Supplied records START

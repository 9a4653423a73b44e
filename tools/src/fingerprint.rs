use sha2::{Digest, Sha256};
use std::fs;

use sandpatch_types::Fingerprint;

use crate::ToolError;
use crate::sandbox::ResolvedPath;

/// SHA-256 of exact byte content.
#[must_use]
pub fn fingerprint_bytes(bytes: &[u8]) -> Fingerprint {
    Fingerprint::from_digest(&Sha256::digest(bytes))
}

/// Fingerprint the current content of a sandboxed file.
pub fn fingerprint_file(path: &ResolvedPath) -> Result<Fingerprint, ToolError> {
    let bytes = fs::read(path).map_err(|e| ToolError::io(path.as_path(), e))?;
    Ok(fingerprint_bytes(&bytes))
}

/// Number of lines, counting a final unterminated line.
#[must_use]
pub fn line_count(bytes: &[u8]) -> usize {
    bytes.split_inclusive(|&b| b == b'\n').count()
}
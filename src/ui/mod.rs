//! User interface module - where the undo workflow reports to the user.
//!
//! Separates concerns:
//! - `formatter` - Pure formatting functions
//! - This module - The [OutputSink] seam and its implementations

use std::sync::Mutex;

pub mod formatter;

// Re-export formatter functions for convenience
pub use formatter::{display_error, display_output, display_status, display_success};

/// Destination for user-facing lines
pub trait OutputSink: Send + Sync {
    /// Informational line (what is about to happen)
    fn info(&self, message: &str);

    /// Problem report; does not abort anything by itself
    fn error(&self, message: &str);

    /// Final positive outcome
    fn success(&self, message: &str);

    /// Raw text such as captured command output
    fn write(&self, text: &str);
}

/// Writes styled lines to the terminal
#[derive(Debug, Default, Clone, Copy)]
pub struct ConsoleOutput;

impl OutputSink for ConsoleOutput {
    fn info(&self, message: &str) {
        display_status(message);
    }

    fn error(&self, message: &str) {
        display_error(message);
    }

    fn success(&self, message: &str) {
        display_success(message);
    }

    fn write(&self, text: &str) {
        display_output(text);
    }
}

/// One line captured by [RecordingOutput]
#[derive(Debug, Clone, PartialEq, Eq)]
pub enum OutputLine {
    Info(String),
    Error(String),
    Success(String),
    Write(String),
}

/// Keeps every line in memory, in the order it was emitted
#[derive(Debug, Default)]
pub struct RecordingOutput {
    lines: Mutex<Vec<OutputLine>>,
}

impl RecordingOutput {
    pub fn new() -> Self {
        Self::default()
    }

    pub fn lines(&self) -> Vec<OutputLine> {
        self.lines
            .lock()
            .map(|lines| lines.clone())
            .unwrap_or_default()
    }

    /// Text of all info lines
    pub fn infos(&self) -> Vec<String> {
        self.lines()
            .into_iter()
            .filter_map(|line| match line {
                OutputLine::Info(text) => Some(text),
                _ => None,
            })
            .collect()
    }

    fn push(&self, line: OutputLine) {
        if let Ok(mut lines) = self.lines.lock() {
            lines.push(line);
        }
    }
}

impl OutputSink for RecordingOutput {
    fn info(&self, message: &str) {
        self.push(OutputLine::Info(message.to_string()));
    }

    fn error(&self, message: &str) {
        self.push(OutputLine::Error(message.to_string()));
    }

    fn success(&self, message: &str) {
        self.push(OutputLine::Success(message.to_string()));
    }

    fn write(&self, text: &str) {
        self.push(OutputLine::Write(text.to_string()));
    }
}

#[cfg(test)]
mod tests {
    use super::*;

    #[test]
    fn test_recording_keeps_order() {
        let out = RecordingOutput::new();
        out.info("a");
        out.error("b");
        out.write("c");
        out.success("d");

        assert_eq!(
            out.lines(),
            vec![
                OutputLine::Info("a".to_string()),
                OutputLine::Error("b".to_string()),
                OutputLine::Write("c".to_string()),
                OutputLine::Success("d".to_string()),
            ]
        );
        assert_eq!(out.infos(), vec!["a".to_string()]);
    }
}
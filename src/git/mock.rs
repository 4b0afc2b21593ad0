use crate::domain::{Commit, Tag};
use crate::error::Result;
use crate::git::Repository;
use std::sync::atomic::{AtomicUsize, Ordering};

/// Mock repository for testing without actual git operations
#[derive(Default)]
pub struct MockRepository {
    tag: Option<Tag>,
    /// Newest first, like a revwalk from HEAD
    commits: Vec<Commit>,
    queries: AtomicUsize,
}

impl MockRepository {
    /// Create a new empty mock repository
    pub fn new() -> Self {
        Self::default()
    }

    /// Set the latest tag
    pub fn with_tag(mut self, tag: Tag) -> Self {
        self.tag = Some(tag);
        self
    }

    /// Add a commit on top of the existing history
    pub fn with_commit(mut self, commit: Commit) -> Self {
        self.commits.insert(0, commit);
        self
    }

    /// Number of queries made through the [Repository] trait
    pub fn query_count(&self) -> usize {
        self.queries.load(Ordering::SeqCst)
    }
}

impl Repository for MockRepository {
    fn latest_tag(&self) -> Result<Option<Tag>> {
        self.queries.fetch_add(1, Ordering::SeqCst);
        Ok(self.tag.clone())
    }

    fn latest_commits(&self, limit: usize) -> Result<Vec<Commit>> {
        self.queries.fetch_add(1, Ordering::SeqCst);
        Ok(self.commits.iter().take(limit).cloned().collect())
    }
}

Supplied records END

> [The task]: In the data above, repeat exactly each line from the first through the line that contains "about to happen)", and give nothing else.

> [Response to the exercise]:
repository 9a4653423a73b44e
filename tools/src/fingerprint.rs
use sha2::{Digest, Sha256};
use std::fs;

use sandpatch_types::Fingerprint;

use crate::ToolError;
use crate::sandbox::ResolvedPath;

/// SHA-256 of exact byte content.
#[must_use]
pub fn fingerprint_bytes(bytes: &[u8]) -> Fingerprint {
    Fingerprint::from_digest(&Sha256::digest(bytes))
}

/// Fingerprint the current content of a sandboxed file.
pub fn fingerprint_file(path: &ResolvedPath) -> Result<Fingerprint, ToolError> {
    let bytes = fs::read(path).map_err(|e| ToolError::io(path.as_path(), e))?;
    Ok(fingerprint_bytes(&bytes))
}

/// Number of lines, counting a final unterminated line.
#[must_use]
pub fn line_count(bytes: &[u8]) -> usize {
    bytes.split_inclusive(|&b| b == b'\n').count()
}
filename src/ui/mod.rs
//! User interface module - where the undo workflow reports to the user.
//!
//! Separates concerns:
//! - `formatter` - Pure formatting functions
//! - This module - The [OutputSink] seam and its implementations

use std::sync::Mutex;

pub mod formatter;

// Re-export formatter functions for convenience
pub use formatter::{display_error, display_output, display_status, display_success};

/// Destination for user-facing lines
pub trait OutputSink: Send + Sync {
    /// Informational line (what is about to happen)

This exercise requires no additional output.